Lucy was about scold him crossly that she couldn't tell the story if he didn't stop interrupting, when she realised what he had said. "What – what do you mean?"

The dark shape of Caspian put his hands behind his head and stared above. "I know the stories of the Golden Age. I thrived on them as a child. You rode as an archer to the wars – a very rare thing indeed.
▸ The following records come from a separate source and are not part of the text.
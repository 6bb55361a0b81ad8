//! Tests for stream-json line parsing.

use super::*;
use serde_json::json;

// ===== Successful Parsing Tests =====

#[test]
fn parse_line_system_init_keeps_full_payload() {
    let raw = r#"{"type":"system","subtype":"init","model":"claude-sonnet-4-5","tools":["Read","Bash"]}"#;
    let parsed = parse_line(raw, 1).expect("valid system line");

    let StreamMessage::Events(events) = parsed else {
        panic!("expected events, got {parsed:?}");
    };
    assert_eq!(events.len(), 1);
    match &events[0] {
        SdkEvent::System { subtype, data } => {
            assert_eq!(subtype, "init");
            assert_eq!(data["tools"], json!(["Read", "Bash"]));
        }
        other => panic!("expected system event, got {other:?}"),
    }
}

#[test]
fn parse_line_assistant_splits_blocks_into_events() {
    let raw = r#"{"type":"assistant","message":{"role":"assistant","model":"claude-sonnet-4-5","content":[{"type":"text","text":"Looking up Casey"},{"type":"tool_use","id":"toolu_1","name":"mcp__demo__lookup_user_profile","input":{"user_id":"casey-123"}}]}}"#;
    let StreamMessage::Events(events) = parse_line(raw, 3).unwrap() else {
        panic!("expected events");
    };

    assert_eq!(events.len(), 2);
    assert_eq!(
        events[0],
        SdkEvent::AssistantText {
            model: Some("claude-sonnet-4-5".into()),
            text: "Looking up Casey".into(),
        }
    );
    match &events[1] {
        SdkEvent::ToolCallRequest(call) => {
            assert_eq!(call.id().as_str(), "toolu_1");
            assert_eq!(call.name(), "mcp__demo__lookup_user_profile");
            assert_eq!(call.input(), &json!({"user_id": "casey-123"}));
        }
        other => panic!("expected tool call, got {other:?}"),
    }
}

#[test]
fn parse_line_assistant_skips_thinking_blocks() {
    let raw = r#"{"type":"assistant","message":{"role":"assistant","content":[{"type":"thinking","thinking":"hmm","signature":"abc"},{"type":"text","text":"Done"}]}}"#;
    let StreamMessage::Events(events) = parse_line(raw, 1).unwrap() else {
        panic!("expected events");
    };
    assert_eq!(
        events,
        vec![SdkEvent::AssistantText {
            model: None,
            text: "Done".into()
        }]
    );
}

#[test]
fn parse_line_user_tool_result_becomes_result_event() {
    let raw = r#"{"type":"user","message":{"role":"user","content":[{"type":"tool_result","tool_use_id":"toolu_1","content":[{"type":"text","text":"ok"}],"is_error":true}]}}"#;
    let StreamMessage::Events(events) = parse_line(raw, 1).unwrap() else {
        panic!("expected events");
    };
    assert_eq!(events.len(), 1);
    match &events[0] {
        SdkEvent::ToolCallResult {
            tool_use_id,
            content,
            is_error,
        } => {
            assert_eq!(tool_use_id.as_str(), "toolu_1");
            assert_eq!(content, &json!([{"type": "text", "text": "ok"}]));
            assert!(is_error);
        }
        other => panic!("expected tool result, got {other:?}"),
    }
}

#[test]
fn parse_line_user_text_is_other() {
    let raw = r#"{"type":"user","message":{"role":"user","content":"Hello"}}"#;
    let StreamMessage::Events(events) = parse_line(raw, 1).unwrap() else {
        panic!("expected events");
    };
    assert!(matches!(&events[0], SdkEvent::Other { kind, .. } if kind == "user"));
}

#[test]
fn parse_line_result_extracts_summary() {
    let raw = r#"{"type":"result","subtype":"success","is_error":false,"duration_ms":5321,"duration_api_ms":4100,"num_turns":3,"total_cost_usd":0.0123,"session_id":"sess-1","result":"All done","usage":{"input_tokens":12,"output_tokens":34,"server_tool_use":{"web_search_requests":0}}}"#;
    let StreamMessage::Events(events) = parse_line(raw, 9).unwrap() else {
        panic!("expected events");
    };
    let SdkEvent::Result(summary) = &events[0] else {
        panic!("expected result");
    };
    assert_eq!(summary.subtype, "success");
    assert!(!summary.is_error);
    assert_eq!(summary.duration_ms, 5321);
    assert_eq!(summary.duration_api_ms, 4100);
    assert_eq!(summary.num_turns, 3);
    assert_eq!(summary.total_cost_usd, Some(0.0123));
    assert_eq!(summary.session_id.as_deref(), Some("sess-1"));
    assert_eq!(summary.result.as_deref(), Some("All done"));
    assert_eq!(summary.usage.map(|u| u.total()), Some(46));
}

#[test]
fn parse_line_control_request_mcp_message() {
    let raw = r#"{"type":"control_request","request_id":"req_7","request":{"subtype":"mcp_message","server_name":"demo","message":{"jsonrpc":"2.0","id":4,"method":"tools/call","params":{"name":"list_open_invoices","arguments":{"user_id":"casey-123"}}}}}"#;
    let parsed = parse_line(raw, 1).unwrap();
    let StreamMessage::ControlRequest(request) = parsed else {
        panic!("expected control request");
    };
    assert_eq!(request.request_id, "req_7");
    match request.body {
        ControlRequestBody::McpMessage {
            server_name,
            message,
        } => {
            assert_eq!(server_name, "demo");
            assert_eq!(message["method"], "tools/call");
        }
        other => panic!("expected mcp message, got {other:?}"),
    }
}

#[test]
fn parse_line_control_request_unknown_subtype_is_other() {
    let raw = r#"{"type":"control_request","request_id":"req_1","request":{"subtype":"hook_callback","callback_id":"x"}}"#;
    let StreamMessage::ControlRequest(request) = parse_line(raw, 1).unwrap() else {
        panic!("expected control request");
    };
    assert_eq!(
        request.body,
        ControlRequestBody::Other {
            subtype: "hook_callback".into()
        }
    );
}

#[test]
fn parse_line_control_request_with_bad_body_stays_answerable() {
    let raw = r#"{"type":"control_request","request_id":"req_5","request":{"subtype":"mcp_message","message":{"jsonrpc":"2.0","id":1,"method":"tools/list"}}}"#;
    let ParseResult::Valid(StreamMessage::ControlRequest(request)) = parse_line_graceful(raw, 3) else {
        panic!("a readable request id must not make the line malformed");
    };
    assert_eq!(request.request_id, "req_5");
    match request.body {
        ControlRequestBody::Invalid { subtype, reason } => {
            assert_eq!(subtype.as_deref(), Some("mcp_message"));
            assert!(reason.contains("server_name"), "reason: {reason}");
        }
        other => panic!("expected invalid body, got {other:?}"),
    }
}

#[test]
fn parse_line_control_request_without_subtype_is_invalid() {
    let raw = r#"{"type":"control_request","request_id":"req_6","request":{}}"#;
    let StreamMessage::ControlRequest(request) = parse_line(raw, 1).unwrap() else {
        panic!("expected control request");
    };
    assert!(matches!(request.body, ControlRequestBody::Invalid { subtype: None, .. }));
}

#[test]
fn parse_line_control_request_without_id_is_malformed() {
    let raw = r#"{"type":"control_request","request":{"subtype":"mcp_message"}}"#;
    assert!(matches!(parse_line_graceful(raw, 1), ParseResult::Malformed(_)));
}

#[test]
fn parse_line_control_response_error() {
    let raw = r#"{"type":"control_response","response":{"subtype":"error","request_id":"req_1_init","error":"not supported"}}"#;
    assert_eq!(
        parse_line(raw, 1).unwrap(),
        StreamMessage::ControlResponse {
            request_id: Some("req_1_init".into()),
            error: Some("not supported".into()),
        }
    );
}

#[test]
fn parse_line_unknown_type_is_other() {
    let raw = r#"{"type":"stream_event","event":{"type":"message_start"}}"#;
    let StreamMessage::Events(events) = parse_line(raw, 1).unwrap() else {
        panic!("expected events");
    };
    assert!(matches!(&events[0], SdkEvent::Other { kind, .. } if kind == "stream_event"));
}

#[test]
fn parse_line_blank_is_empty() {
    assert_eq!(parse_line("   ", 1).unwrap(), StreamMessage::Events(vec![]));
}

// ===== Error Tests =====

#[test]
fn parse_line_invalid_json_reports_line() {
    let err = parse_line("{not json", 12).unwrap_err();
    assert!(matches!(err, ParseError::InvalidJson { line: 12, .. }));
}

#[test]
fn parse_line_missing_type_field() {
    let err = parse_line(r#"{"uuid":"x"}"#, 2).unwrap_err();
    assert_eq!(
        err,
        ParseError::MissingField {
            line: 2,
            field: "type"
        }
    );
}

#[test]
fn parse_line_empty_tool_use_id_is_rejected() {
    let raw = r#"{"type":"assistant","message":{"content":[{"type":"tool_use","id":"","name":"Bash","input":{}}]}}"#;
    let err = parse_line(raw, 5).unwrap_err();
    assert_eq!(
        err,
        ParseError::MissingField {
            line: 5,
            field: "tool_use.id"
        }
    );
}

#[test]
fn parse_line_graceful_wraps_malformed() {
    match parse_line_graceful("garbage", 4) {
        ParseResult::Malformed(line) => {
            assert_eq!(line.line_number(), 4);
            assert_eq!(line.raw_line(), "garbage");
            assert!(line.error_message().contains("Invalid JSON"));
        }
        other => panic!("expected malformed, got {other:?}"),
    }
}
And look at you now, all in the hunting-dress the Duchess Bern gave you!"

Lucy didn't quite know what to say. "Well – I –"

"But by all means, the story," said Caspian quietly.
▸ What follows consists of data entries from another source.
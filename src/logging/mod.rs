//! Tracing subscriber initialization.
//!
//! Logs go to stderr so they never interleave with the rendered session on
//! stdout. When a log file is configured they go there instead.

use std::path::{Path, PathBuf};
use thiserror::Error;
use tracing_subscriber::EnvFilter;

/// Error type for logging initialization failures.
#[derive(Debug, Error)]
pub enum LoggingError {
    /// Failed to create log directory
    #[error("Failed to create log directory at {path:?}: {source}")]
    DirectoryCreation {
        /// The directory path that failed to be created
        path: PathBuf,
        /// The underlying I/O error
        #[source]
        source: std::io::Error,
    },

    /// Invalid log file path (no filename component)
    #[error("Invalid log file path: {0:?}")]
    InvalidPath(PathBuf),

    /// Tracing subscriber already initialized
    #[error("Tracing subscriber already initialized")]
    SubscriberAlreadySet,
}

/// Respect RUST_LOG, default to "info".
fn env_filter() -> EnvFilter {
    EnvFilter::try_from_default_env().unwrap_or_else(|_| EnvFilter::new("info"))
}

/// Initialize the tracing subscriber.
///
/// With `log_path` set, logs are appended to that file (its directory is
/// created if missing). Otherwise they are written to stderr.
///
/// # Errors
///
/// Returns `LoggingError` if the subscriber was already initialized, the
/// path has no file name, or directory creation failed.
pub fn init(log_path: Option<&Path>) -> Result<(), LoggingError> {
    let Some(log_path) = log_path else {
        return tracing_subscriber::fmt()
            .with_env_filter(env_filter())
            .with_writer(std::io::stderr)
            .try_init()
            .map_err(|_| LoggingError::SubscriberAlreadySet);
    };

    let file_name = log_path
        .file_name()
        .and_then(|n| n.to_str())
        .ok_or_else(|| LoggingError::InvalidPath(log_path.to_path_buf()))?;

    // A bare file name has an empty parent: log next to the working directory
    let directory = match log_path.parent() {
        Some(parent) if !parent.as_os_str().is_empty() => parent,
        _ => Path::new("."),
    };
    std::fs::create_dir_all(directory).map_err(|source| LoggingError::DirectoryCreation {
        path: directory.to_path_buf(),
        source,
    })?;

    let file_appender = tracing_appender::rolling::never(directory, file_name);

    tracing_subscriber::fmt()
        .with_env_filter(env_filter())
        .with_writer(file_appender)
        .with_ansi(false) // No ANSI colors in log files
        .try_init()
        .map_err(|_| LoggingError::SubscriberAlreadySet)
}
"Yes," said Lucy, a little flustered. "Er – Artemis. She used to go out every night with her nymphs, and spent hours in the chase. And one night, while she was in the woods, she saw someone else, who had just thrown a spear at a huge stag and killed it with one shot. It was Orion, a mortal man.

"She watched him, and was impressed by his skill. So she came to him and asked if he would share her hunt. She and Orion became great friends. But Apollo watched them and was jealous of his sister's friendship, and furious that she spent so much time with a mere mortal. So he tricked them. One day, while Orion was out swimming far from the shore, Apollo challenged his sister to an archery contest. He told her to hit the small black shape she could see far out in the water.

"Artemis did, and of course her aim was perfect. Orion was killed. When Artemis found out what her brother had done, she cried for so long over the death of her friend that her tears formed a shroud around him, and sparkled so brightly that the light reached even her father Zeus, the King of the gods, on Mount Olympus. He saw his daughter's sorrow, took pity on her and immortalised Orion forever, using Artemis' glittering tears to set him with stars in the night sky."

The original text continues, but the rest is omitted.